At present no reliable way to block Tor Browser?

Although I had enabled "Filter avoidance apps" (app control) as well as SSL inspection, Tor Browser managed to connect to the internet. As Sophos support told me on the phone, this problem seems to be known.

Are there any experiences here in blocking Tor Browser reliably?
Maybe more steps are necessary to block, like outlined here for another manufacturer?

  • Hi,

    I  have been able to stop downloading the tor browser using the application and web policies. I created my own web url group and added torproject.org to it. Then I added that to my 'block bad stuff' policy and while I can access the tor site, I cannot download the tor browser.

    I have not installed tor browser so I cannot tell if this approach stops the tor browser from connecting. Also there was a post by one the Sophos Devs about tuning the IPS settings to assist with blocking tor.

     

    Ian

  • In reply to rfcat_vk:

    I removed my web block and installed tor browser on my MBP running Mojave latest version.

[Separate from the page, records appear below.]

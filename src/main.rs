use std::sync::Arc;

use anyhow::Result;
use clans::{
    config::Config,
    infrastructure::database,
    routes::create_routes,
    state::AppState,
    telemetry,
};
use dotenvy::dotenv;
use tokio::net::TcpListener;
use tower_http::trace::TraceLayer;

#[tokio::main]
async fn main() -> Result<()> {
    dotenv().ok();

    let config = Config::from_env()?;
    let config = Arc::new(config);

    telemetry::init(config.debug);

    let db_pool = database::create_pool(&config.database).await?;
    database::ensure_schema(&db_pool).await?;

    let state = AppState::new(config.clone(), db_pool);

    let app = create_routes()
        .layer(TraceLayer::new_for_http())
        .with_state(state);

    let addr = format!("0.0.0.0:{}", config.port);
    let listener = TcpListener::bind(&addr).await?;

    tracing::info!("{} running on {addr}", config.app_name);

    axum::serve(listener, app).await?;

    Ok(())
}
pub mod clan;
pub mod health;

use axum::{
    Router,
    routing::{delete, get},
};

use crate::state::AppState;

pub fn create_routes() -> Router<AppState> {
    Router::new()
        .route("/health", get(health::health))
        .route("/clans/", get(clan::list_clans).post(clan::create_clan))
        // same handlers without the trailing slash
        .route("/clans", get(clan::list_clans).post(clan::create_clan))
        .route(
            "/clans/search",
            get(clan::search_clans).delete(clan::delete_search),
        )
        .route("/clans/{clan_id}", delete(clan::delete_clan))
}
pub mod database;
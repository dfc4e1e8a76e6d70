use anyhow::Result;
use uuid::Uuid;

use crate::{
    dto::clan::CreateClan, infrastructure::database::DbPoolManager, models::Clan, repository,
};

// every call checks out its own connection; it goes back to the pool on drop,
// whichever way the function returns

pub async fn create(db: &DbPoolManager, input: &CreateClan) -> Result<Clan> {
    let mut conn = db.acquire().await?;

    let clan = Clan::new(input.name.as_str(), input.region.as_str());
    repository::clan::insert(&mut *conn, &clan).await?;

    tracing::info!("created clan {} ({})", clan.name, clan.id);

    Ok(clan)
}

pub async fn list_all(db: &DbPoolManager) -> Result<Vec<Clan>> {
    let mut conn = db.acquire().await?;

    repository::clan::fetch_all(&mut *conn).await
}

/// The caller is responsible for enforcing a minimum query length.
pub async fn search_by_name(db: &DbPoolManager, name: &str) -> Result<Vec<Clan>> {
    let mut conn = db.acquire().await?;

    repository::clan::search_by_name(&mut *conn, name).await
}

pub async fn get_by_id(db: &DbPoolManager, clan_id: Uuid) -> Result<Option<Clan>> {
    let mut conn = db.acquire().await?;

    repository::clan::fetch_by_id(&mut *conn, clan_id).await
}

/// `false` when no clan had that id.
pub async fn delete(db: &DbPoolManager, clan_id: Uuid) -> Result<bool> {
    let mut conn = db.acquire().await?;

    let deleted = repository::clan::delete(&mut *conn, clan_id).await?;
    if deleted {
        tracing::info!("deleted clan {clan_id}");
    }

    Ok(deleted)
}
use tracing_subscriber::EnvFilter;

/// `RUST_LOG` wins when set; otherwise the debug flag picks the level.
pub fn init(debug: bool) {
    let fallback = if debug { "debug" } else { "info" };
    let filter = EnvFilter::try_from_default_env().unwrap_or_else(|_| EnvFilter::new(fallback));

    tracing_subscriber::fmt().with_env_filter(filter).init();
}
use std::{str::FromStr, sync::Arc, time::Duration};

use anyhow::Result;
use sqlx::{
    Pool, Sqlite,
    sqlite::{SqliteConnectOptions, SqlitePoolOptions},
};

use crate::config::DatabaseConfig;

pub type DbPool = Pool<Sqlite>;
pub type DbPoolManager = Arc<DbPool>;

pub async fn create_pool(config: &DatabaseConfig) -> Result<DbPoolManager> {
    let options = SqliteConnectOptions::from_str(&config.url)?
        .create_if_missing(true);

    let mut pool_options = SqlitePoolOptions::new()
        .max_connections(config.max_connections)
        .min_connections(config.min_connections)
        .acquire_timeout(Duration::from_secs(5))
        .test_before_acquire(true);

    // an in-memory database lives exactly as long as its connection does
    pool_options = if config.is_in_memory() {
        pool_options.max_lifetime(None).idle_timeout(None)
    } else {
        pool_options
            .max_lifetime(Duration::from_secs(30 * 60)) // 30 minutes
            .idle_timeout(Duration::from_secs(10 * 60)) // 10 minutes
    };

    let pool = pool_options.connect_with(options).await?;

    Ok(Arc::new(pool))
}

/// Creates the `clans` table and its indexes when they are missing.
/// Existing tables are left untouched, so this runs on every start.
///
/// `name_folded` holds the lowercased name so search can ignore case beyond
/// ascii. Column limits are checked, since sqlite ignores varchar lengths.
pub async fn ensure_schema(db: &DbPool) -> Result<()> {
    sqlx::query(
        "create table if not exists clans (
            id char(36) primary key not null,
            name varchar(255) not null check (length(name) <= 255),
            name_folded varchar(255) not null,
            region varchar(10) not null check (length(region) <= 10),
            created_at datetime not null
        )",
    )
    .execute(db)
    .await?;

    sqlx::query("create index if not exists idx_clans_name on clans (name)")
        .execute(db)
        .await?;

    sqlx::query("create index if not exists idx_clans_name_folded on clans (name_folded)")
        .execute(db)
        .await?;

    Ok(())
}

#[cfg(test)]
pub async fn create_memory_pool() -> Result<DbPoolManager> {
    let pool = create_pool(&DatabaseConfig::in_memory()).await?;
    ensure_schema(&pool).await?;

    Ok(pool)
}
use axum::{
    Json,
    http::StatusCode,
    response::{IntoResponse, Response},
};
use serde_json::json;
use thiserror::Error;

/// Failures a handler can report back to the client.
#[derive(Debug, Error)]
pub enum AppError {
    /// Malformed or out-of-range input. Never reaches the database.
    #[error("{0}")]
    Validation(String),

    #[error("{0}")]
    NotFound(String),

    /// Anything the persistence layer threw at us.
    #[error(transparent)]
    Internal(#[from] anyhow::Error),
}

impl AppError {
    pub fn status(&self) -> StatusCode {
        match self {
            Self::Validation(_) => StatusCode::UNPROCESSABLE_ENTITY,
            Self::NotFound(_) => StatusCode::NOT_FOUND,
            Self::Internal(_) => StatusCode::INTERNAL_SERVER_ERROR,
        }
    }
}

impl IntoResponse for AppError {
    fn into_response(self) -> Response {
        let status = self.status();

        let reason = match &self {
            Self::Internal(e) => {
                tracing::error!("request failed: {e:#}");
                "Something went wrong!".to_string()
            },
            other => other.to_string(),
        };

        (status, Json(json!({ "reason": reason }))).into_response()
    }
}

#[cfg(test)]
mod tests {
    use super::*;

    #[test]
    fn maps_kinds_to_status_codes() {
        assert_eq!(
            AppError::Validation("bad".into()).into_response().status(),
            StatusCode::UNPROCESSABLE_ENTITY
        );
        assert_eq!(
            AppError::NotFound("Clan not found".into())
                .into_response()
                .status(),
            StatusCode::NOT_FOUND
        );
        assert_eq!(
            AppError::from(anyhow::anyhow!("connection reset"))
                .into_response()
                .status(),
            StatusCode::INTERNAL_SERVER_ERROR
        );
    }
}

    I was unable to connect using tor browser with and without setting up the proxy bypass int per browser. It failed to connect to two different IP addresses.

    I have application and web policies using standard XG supplied lists.

    Ian

  • In reply to rfcat_vk:

    On my side, after starting Tor Browser, the process is stuck at stage "Establishing an encrypted directory connection" and it seems that blocking works. When I then press "Cancel" and press "Connect" in the following screen, then Tor connects successfully to the internet. Also when I choose "Configure" and check "Tor is censored in my country" and choose a bridge under "select a built-in bridge", the Tor connects sucessfully also.
    What's happening on your side if you do these steps?

  • In reply to Sacha Roland:

    Hi,

    I tried many different combinations and all failed. Direct connection, using proxy, using bridge, using proxy and bridge.

    Ian

  • In reply to rfcat_vk:

    After following the guide on https://sophos.com/kb/132436 for better application detection, the blocking works so far.

    It's cumbersome, why it's working on your side without these tweaks, rfcat_vk?

  • In reply to Sacha Roland:

    Hi Sacha,

    I did some of those tweaks sometime ago, but not all of them. I will check what my current settings are.

    I am writing a document on how I have blocked TOR in this case. This will take a couple of days to complete because my wife has had an operation on her hand and requires my assistance for most tasks.

    Ian

     

    Checked my IPS settings and they are different, the midstream is off, but the max packets is different and so is one other value.

  • In reply to rfcat_vk:

    Hi,

    Tor Browser version 9.0.5 couldn't be blocked anymore with my Sophos XG85 (latest firmware).

    Does anyone experience this, too?

  • In reply to Sacha Roland:

    Hi Sacha,

    Do you happen to have a license for Sophos Central Endpoint Protection?  Synchronized Application Control should detect Tor Browser and keep detecting it as it requests information on uncategorized traffic and ties to to an application running on the endpoint.

    https://community.sophos.com/kb/en-us/127565

  • In reply to Sacha Roland:

    Hi,

    firstly, I tried to download load the test version and was blocked by the XG (V18).

    What functions do you have enabled eg web proxy, block anonymises policy, https scanning etc?

    Ian

  • In reply to Sacha Roland:

    Sacha,

    you need to provide more information about your configuration, such as:

    • http and https scanning
    • IPS filter
    • web filtering
    • App filtering

    Thanks

  • In reply to lferrara:

    • https and https scanning is enabled, invalid or unknown certificates are blocked
    • web filtering is enabled: proxy & tunnel category
    • app filter: "filter avoidance apps" that include tor proxy, tor vpn etc. as well as "DNS Multiple QNAME, OpenVPN, QUIC, and Non-SSL/TLS traffic on port 443".
    • ips settings: I didn't edit anything here
  • In reply to Sacha Roland:

    Sascha,

    Please read and follow these instructions:

    Regards

  • In reply to lferrara:

    This KBA I already followed and implemented last year (rfcat_vk mentioned that kba on 25 May 2019 in this thread). After implementing it, Tor Browser was blocked successfully. But now it isn't blocked anymore. Checked settings in cli and re-implemented the kba, but without success.

  • In reply to Sacha Roland:

    I've been fiddling with this today. I'm also not able to prevent theTOR browser to start for 100%.
    Sometimes it doesn't start sometimes it does.

    What I was able to accomplish is to disable browsing from a TOR Browser session.
    If you're interested please let me know.

    Grtz, Peter-Paul

  • In reply to Peter-Paul Gras:

    Yes, I am very interested in the way you disabled browser sessions.

    Did you alter the settings mentioned here for better application detection?